Today, we got our first chance to attend a full morning of classes at Einstein! Ashford students got the chance to sample several classes, including Mathe (Math), Bio (Science), ILZ (Study Hall), Deutsch (German), Latein (Latin), and Englisch (English). Depending on the class, our students noticed a few differences between US and German schools. For example, in many classes, students stand to greet their teachers. Most classrooms have chalkboards that move, and students carry their backpacks to classes with them. There are also longer breaks between classes (in some cases, 20 minutes long) where students have the option to go outside.
After their morning lessons, students headed to the cafeteria for lunch. They had many choices for lunch, including salad, pasta, and three hot meals. By far, the most popular dish was Kaiserschmarrn mit Apfelmus, which is a type of sweet dough (similar to a pancake) with an apple sauce.
After lunch, we met at the Big E for a tour of Wiedenbrück, the other part of town. Rheda-Wiedenbrück is a both very old town and a very young town- the first written mention of Rheda-Wiedenbrück was in the year 1088, though it is thought that the first church may have been built as early as 785! Some of the buildings around the city, like the castle tower, are over a thousand years old. They are preserved as historical sites. We also saw many buildings dating from the 1500s. It was amazing how old parts of the city are!
It’s also a young town, because until the year 1970, the towns Rheda, Wiedenbrück, Batenhorst, Lintel, Nordrheda-Ems and St.Vit were seperate areas.
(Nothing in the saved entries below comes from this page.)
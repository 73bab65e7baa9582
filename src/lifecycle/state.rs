//! Worker state

use serde::{Deserialize, Serialize};
use std::fmt;

/// Lifecycle state of one version
#[derive(Debug, Clone, Copy, PartialEq, Eq, Serialize, Deserialize)]
#[serde(rename_all = "lowercase")]
pub enum WorkerState {
    Parsed,
    Installing,
    Installed,
    Activating,
    Activated,
    /// Install failed; this version will never activate
    Redundant,
}

impl WorkerState {
    /// Whether activation may start from this state
    pub fn can_activate(&self) -> bool {
        matches!(self, Self::Installed | Self::Activated)
    }

    pub fn is_active(&self) -> bool {
        matches!(self, Self::Activated)
    }
}

impl fmt::Display for WorkerState {
    fn fmt(&self, f: &mut fmt::Formatter<'_>) -> fmt::Result {
        let s = match self {
            Self::Parsed => "parsed",
            Self::Installing => "installing",
            Self::Installed => "installed",
            Self::Activating => "activating",
            Self::Activated => "activated",
            Self::Redundant => "redundant",
        };
        f.write_str(s)
    }
}
//! Interactive prompts with CI/non-interactive fallback

use super::context::UiContext;
use crate::error::{SwcacheError, SwcacheResult};

/// Prompt for confirmation, returns default if non-interactive or auto-yes
pub async fn confirm(ctx: &UiContext, message: &str, default: bool) -> SwcacheResult<bool> {
    if ctx.auto_yes() {
        println!("  {} (auto-approved)", message);
        return Ok(true);
    }

    if !ctx.is_interactive() {
        return Ok(default);
    }

    // cliclack blocks on stdin
    let message = message.to_string();
    let result = tokio::task::spawn_blocking(move || {
        cliclack::confirm(&message)
            .initial_value(default)
            .interact()
    })
    .await
    .map_err(|e| SwcacheError::User(format!("Prompt task failed: {}", e)))?;

    result.map_err(|e| SwcacheError::User(format!("Prompt failed: {}", e)))
}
They were combined in 1970 to form Rheda-Wiedenbrück, very similar to the way that Connecticut towns Vernon and Rockville combined in 1965.
To learn more about history of the city of Rheda-Wiedenbrück, or about town life in general, please visit:
Frau Dixon and Frau Davis led us on a guided tour through the Flora Westfalica Park on our way to Wiedenbrück, describing the architectural significance of the buildings and sites as we passed by. We learned a lot of facts about buildings in Germany- for example, did you know that only three roof angles are allowed in the town of Rheda- Wiedenbrück?
Our tour also included the old Wiedenbrück church, which was built in 785. In the top window of the church, you can still see damage from a cannon ball that struck the church during the Thirty Years War.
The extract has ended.